The Claim Against Canada
The Appellants claimed against Canada for breach of fiduciary duty because the federal department of Indian Affairs (as it existed then) advised the local Children’s Aid Society in 1966 that it believed it was in the best interests of the children to return them to Saskatchewan and their home reserve, but then failed to effect this return or monitor the placement with the Respondent Cannon. Canada’s position was that it had confirmed the Appellants’ maternal relatives in Saskatchewan would provide care for them, and Canada offered to arrange transportation, however the local Children’s Aid Society rejected the idea because the Appellants were not in need of protection and would therefore not be apprehended and returned to Saskatchewan. Canada argued the authority to decide what was in the best interests of the children belonged to the provincial Children’s Aid Society.[4] The agreement between Canada and Ontario at the relevant time regarding the provision of child welfare services concerned services on reserve. Therefore Canada argued it did not have the legal authority to make any decision with regard to the Appellants’ care while in the Respondent Cannon’s home, as it was not situated on reserve.[5]

Analysis of the Passage of Time and Credibility
The Appellants were self-represented at the appeal, and argued the trial judge improperly determined they were not reliable witnesses due to the passage of time.

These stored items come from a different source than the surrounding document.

//! Background execution of queued jobs.

use std::sync::atomic::{AtomicBool, Ordering};
use std::sync::Arc;
use std::thread::JoinHandle;
use std::time::Duration;

use log::{debug, error};

use super::job::{JobOutcome, PendingJob};
use super::queue::JobQueue;

/// Work performed for each queued job.
pub trait JobHandler: Send + Sync {
    fn run(&self, job: &PendingJob) -> JobOutcome;
}

/// Default poll interval; bounds how late a backed-off job can start.
pub const DEFAULT_POLL_INTERVAL: Duration = Duration::from_secs(5);

/// Spawns the worker thread.
pub struct JobWorker;

impl JobWorker {
    /// Start draining `queue` on a dedicated thread.
    ///
    /// The thread runs every due job, then sleeps until the next enqueue or
    /// until `poll_interval` passes (so retried jobs are picked up once their
    /// backoff expires).
    pub fn spawn(
        queue: JobQueue,
        handler: Arc<dyn JobHandler>,
        poll_interval: Duration,
    ) -> std::io::Result<WorkerHandle> {
        let stop = Arc::new(AtomicBool::new(false));
        let thread = {
            let queue = queue.clone();
            let stop = Arc::clone(&stop);
            std::thread::Builder::new()
                .name("bridge-job-worker".into())
                .spawn(move || worker_loop(&queue, handler.as_ref(), &stop, poll_interval))?
        };

        Ok(WorkerHandle {
            stop,
            queue,
            thread: Some(thread),
        })
    }
}

fn worker_loop(queue: &JobQueue, handler: &dyn JobHandler, stop: &AtomicBool, poll: Duration) {
    debug!("job worker started on {}", queue.dir().display());
    let mut seen = queue.generation();
    while !stop.load(Ordering::SeqCst) {
        if let Err(e) = queue.run_due(handler) {
            error!("job pass failed: {e}");
        }
        if stop.load(Ordering::SeqCst) {
            break;
        }
        seen = queue.wait_for_work(seen, poll);
    }
    debug!("job worker stopped");
}

/// Owner of a running worker. Dropping it stops the worker.
pub struct WorkerHandle {
    stop: Arc<AtomicBool>,
    queue: JobQueue,
    thread: Option<JoinHandle<()>>,
}

impl WorkerHandle {
    /// Stop the worker and wait for the current pass to finish.
    pub fn shutdown(mut self) {
        self.stop_and_join();
    }

    fn stop_and_join(&mut self) {
        self.stop.store(true, Ordering::SeqCst);
        self.queue.notify();
        if let Some(thread) = self.thread.take() {
            if thread.join().is_err() {
                error!("job worker thread panicked");
            }
        }
    }
}

impl Drop for WorkerHandle {
    fn drop(&mut self) {
        self.stop_and_join();
    }
}
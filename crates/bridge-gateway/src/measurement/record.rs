//! The measurement result submitted by the caller.

use serde::{Deserialize, Serialize};
use serde_json::{Map, Value};

use super::coerce::{has, opt_bool, opt_f64, opt_i32, opt_i64, opt_string};
use crate::error::{BridgeError, Result};

/// One stimulation session result, as persisted for the host UI.
///
/// Field names follow the caller's JSON (`camelCase`).
#[derive(Debug, Clone, PartialEq, Serialize, Deserialize)]
#[serde(rename_all = "camelCase")]
pub struct MeasurementResult {
    pub user_id: i32,
    pub date_time: String,
    pub mode: String,
    pub amplitude: i32,
    pub frequency: i32,
    pub period: f64,
    pub cycle: i32,
    pub phase: i32,
    pub on_time: i32,
    pub off_time: i32,
    pub ramp_time: f64,
    pub duty: i32,
    pub total_time: i32,
    pub progress_time: i32,
    pub is_billable: bool,
    pub measurement_code: Option<String>,
}

/// Identifiers older callers send instead of (or alongside) the full record.
#[derive(Debug, Clone, Copy, Default, PartialEq, Eq)]
pub struct LegacyAliases {
    /// `id` in the payload.
    pub id: Option<i64>,
    /// `modeId` in the payload.
    pub mode_id: Option<i64>,
}

impl LegacyAliases {
    pub fn is_empty(&self) -> bool {
        self.id.is_none() && self.mode_id.is_none()
    }
}

/// A parsed `SUBMIT_RESULT` payload.
#[derive(Debug, Clone, PartialEq)]
pub struct MeasurementSubmission {
    pub result: MeasurementResult,
    pub aliases: LegacyAliases,
}

impl MeasurementSubmission {
    /// Parse a payload with permissive coercion.
    ///
    /// Only the outer shape is validated: the payload must be a JSON object.
    /// Individual fields fall back to `0` / `0.0` / `""` / `false` when they
    /// are missing or malformed.
    ///
    /// # Errors
    ///
    /// Returns `BridgeError::InvalidPayload` if the payload is not valid JSON
    /// or not an object.
    pub fn parse(payload: &str) -> Result<Self> {
        let value: Value = serde_json::from_str(payload)
            .map_err(|e| BridgeError::InvalidPayload(format!("payload is not valid JSON: {e}")))?;
        let obj = value.as_object().ok_or_else(|| {
            BridgeError::InvalidPayload(format!(
                "payload must be a JSON object, got {}",
                json_kind(&value)
            ))
        })?;
        Ok(Self::from_object(obj))
    }

    /// Extract every field from an already-parsed object.
    pub fn from_object(obj: &Map<String, Value>) -> Self {
        let result = MeasurementResult {
            user_id: opt_i32(obj, "userId"),
            date_time: opt_string(obj, "dateTime"),
            mode: opt_string(obj, "mode"),
            amplitude: opt_i32(obj, "amplitude"),
            frequency: opt_i32(obj, "frequency"),
            period: opt_f64(obj, "period"),
            cycle: opt_i32(obj, "cycle"),
            phase: opt_i32(obj, "phase"),
            on_time: opt_i32(obj, "onTime"),
            off_time: opt_i32(obj, "offTime"),
            ramp_time: opt_f64(obj, "rampTime"),
            duty: opt_i32(obj, "duty"),
            total_time: opt_i32(obj, "totalTime"),
            progress_time: opt_i32(obj, "progressTime"),
            is_billable: opt_bool(obj, "isBillable"),
            measurement_code: has(obj, "measurementCode")
                .then(|| opt_string(obj, "measurementCode")),
        };

        let aliases = LegacyAliases {
            id: has(obj, "id").then(|| opt_i64(obj, "id")),
            mode_id: has(obj, "modeId").then(|| opt_i64(obj, "modeId")),
        };

        Self { result, aliases }
    }
}

fn json_kind(value: &Value) -> &'static str {
    match value {
        Value::Null => "null",
        Value::Bool(_) => "boolean",
        Value::Number(_) => "number",
        Value::String(_) => "string",
        Value::Array(_) => "array",
        Value::Object(_) => "object",
    }
}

The Court noted that the presumption on appeal is that the trial judge correctly applied the law, particularly with respect to the relationship between reliability and credibility, and that on a “functional and contextual reading of the trial reasons the focus is on whether the trial judge turned his mind to the relevant factors that go to the believability of the evidence in the factual context of the case, including truthfulness and accuracy concerns”.[6]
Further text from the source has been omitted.